Go through the material below and copy each line where the word "Null" appears.

►

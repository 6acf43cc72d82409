//! Field validation for incoming books.
//!
//! Rules run in a fixed order (presence, author, ISBN, year) and the first
//! failure is reported.

use once_cell::sync::Lazy;
use regex::Regex;
use serde_json::Value;
use thiserror::Error;

use crate::models::book::{BookPayload, ValidatedBook};

static AUTHOR_PATTERN: Lazy<Regex> =
    Lazy::new(|| Regex::new(r"^[A-Za-z\s]+$").expect("author pattern is valid"));

static ISBN_PATTERN: Lazy<Regex> =
    Lazy::new(|| Regex::new(r"^[A-Za-z0-9-]+$").expect("isbn pattern is valid"));

pub const MIN_YEAR: i32 = 1000;

#[derive(Debug, Error, Clone, PartialEq, Eq)]
pub enum ValidationError {
    #[error("Please provide all required fields: title, author, isbn, year (missing: {})", .0.join(", "))]
    MissingField(Vec<&'static str>),

    #[error("{0}")]
    InvalidFormat(&'static str),

    #[error("{0}")]
    InvalidRange(&'static str),
}

fn is_blank(value: Option<&str>) -> bool {
    value.map_or(true, |v| v.trim().is_empty())
}

fn year_is_blank(year: Option<&Value>) -> bool {
    match year {
        None | Some(Value::Null) => true,
        Some(Value::String(s)) => s.trim().is_empty(),
        Some(_) => false,
    }
}

/// Check that title, author, isbn and year are all present and non-empty
pub fn validate_presence(payload: &BookPayload) -> Result<(), ValidationError> {
    let mut missing = Vec::new();
    if is_blank(payload.title.as_deref()) {
        missing.push("title");
    }
    if is_blank(payload.author.as_deref()) {
        missing.push("author");
    }
    if is_blank(payload.isbn.as_deref()) {
        missing.push("isbn");
    }
    if year_is_blank(payload.year.as_ref()) {
        missing.push("year");
    }

    if missing.is_empty() {
        Ok(())
    } else {
        Err(ValidationError::MissingField(missing))
    }
}

/// Author names are letters and whitespace only
pub fn validate_author(author: &str) -> Result<(), ValidationError> {
    if AUTHOR_PATTERN.is_match(author.trim()) {
        Ok(())
    } else {
        Err(ValidationError::InvalidFormat(
            "Author name should only contain alphabets and spaces.",
        ))
    }
}

/// ISBNs are letters, digits and hyphens; no checksum is verified
pub fn validate_isbn(isbn: &str) -> Result<(), ValidationError> {
    if ISBN_PATTERN.is_match(isbn.trim()) {
        Ok(())
    } else {
        Err(ValidationError::InvalidFormat(
            "ISBN should only contain letters, numbers, and hyphens.",
        ))
    }
}

/// Parse the year and check it lies in `[MIN_YEAR, current_year]`
pub fn validate_year(year: &Value, current_year: i32) -> Result<i32, ValidationError> {
    let not_whole = ValidationError::InvalidRange("Year must be a whole number");

    let parsed = match year {
        Value::Number(n) => match n.as_i64() {
            Some(v) => v,
            // Floats with no fractional part still count as whole years
            None => match n.as_f64() {
                Some(f) if f.fract() == 0.0 && f.is_finite() => f as i64,
                _ => return Err(not_whole),
            },
        },
        Value::String(s) => s.trim().parse::<i64>().map_err(|_| not_whole.clone())?,
        _ => return Err(not_whole),
    };

    if parsed < i64::from(MIN_YEAR) {
        return Err(ValidationError::InvalidRange(
            "Year must be a valid 4-digit number",
        ));
    }
    if parsed > i64::from(current_year) {
        return Err(ValidationError::InvalidRange("Year cannot be in the future"));
    }
    Ok(parsed as i32)
}

/// Run every rule in order and return the trimmed, typed book
pub fn validate(payload: &BookPayload, current_year: i32) -> Result<ValidatedBook, ValidationError> {
    validate_presence(payload)?;

    let title = payload.title.as_deref().unwrap_or_default().trim();
    let author = payload.author.as_deref().unwrap_or_default().trim();
    let isbn = payload.isbn.as_deref().unwrap_or_default().trim();

    validate_author(author)?;
    validate_isbn(isbn)?;
    let year = validate_year(payload.year.as_ref().unwrap_or(&Value::Null), current_year)?;

    Ok(ValidatedBook {
        title: title.to_string(),
        author: author.to_string(),
        isbn: isbn.to_string(),
        year,
    })
}
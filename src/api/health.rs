//! Root and health check endpoints

use axum::{extract::State, Json};
use serde::Serialize;
use utoipa::ToSchema;

use crate::{error::AppResult, AppState};

#[derive(Serialize, ToSchema)]
pub struct RootResponse {
    pub message: String,
    pub version: String,
}

#[derive(Serialize, ToSchema)]
pub struct HealthResponse {
    /// Current status of the service
    pub status: String,
    /// Version of the service
    pub version: String,
}

/// API banner
#[utoipa::path(
    get,
    path = "/",
    tag = "health",
    responses(
        (status = 200, description = "API name and version", body = RootResponse)
    )
)]
pub async fn root() -> Json<RootResponse> {
    Json(RootResponse {
        message: "Library Management System API".to_string(),
        version: env!("CARGO_PKG_VERSION").to_string(),
    })
}

/// Health check endpoint
#[utoipa::path(
    get,
    path = "/health",
    tag = "health",
    responses(
        (status = 200, description = "Service is healthy", body = HealthResponse)
    )
)]
pub async fn health_check() -> Json<HealthResponse> {
    Json(HealthResponse {
        status: "healthy".to_string(),
        version: env!("CARGO_PKG_VERSION").to_string(),
    })
}

/// Readiness check endpoint (checks storage connectivity)
#[utoipa::path(
    get,
    path = "/ready",
    tag = "health",
    responses(
        (status = 200, description = "Service is ready", body = HealthResponse),
        (status = 500, description = "Storage is not reachable", body = crate::error::ErrorResponse)
    )
)]
pub async fn readiness_check(State(state): State<AppState>) -> AppResult<Json<HealthResponse>> {
    state.services.books.check_ready().await?;
    Ok(Json(HealthResponse {
        status: "ready".to_string(),
        version: env!("CARGO_PKG_VERSION").to_string(),
    }))
}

◄

◆ Answer for the task:
        None | Some(Value::Null) => true,
    let year = validate_year(payload.year.as_ref().unwrap_or(&Value::Null), current_year)?;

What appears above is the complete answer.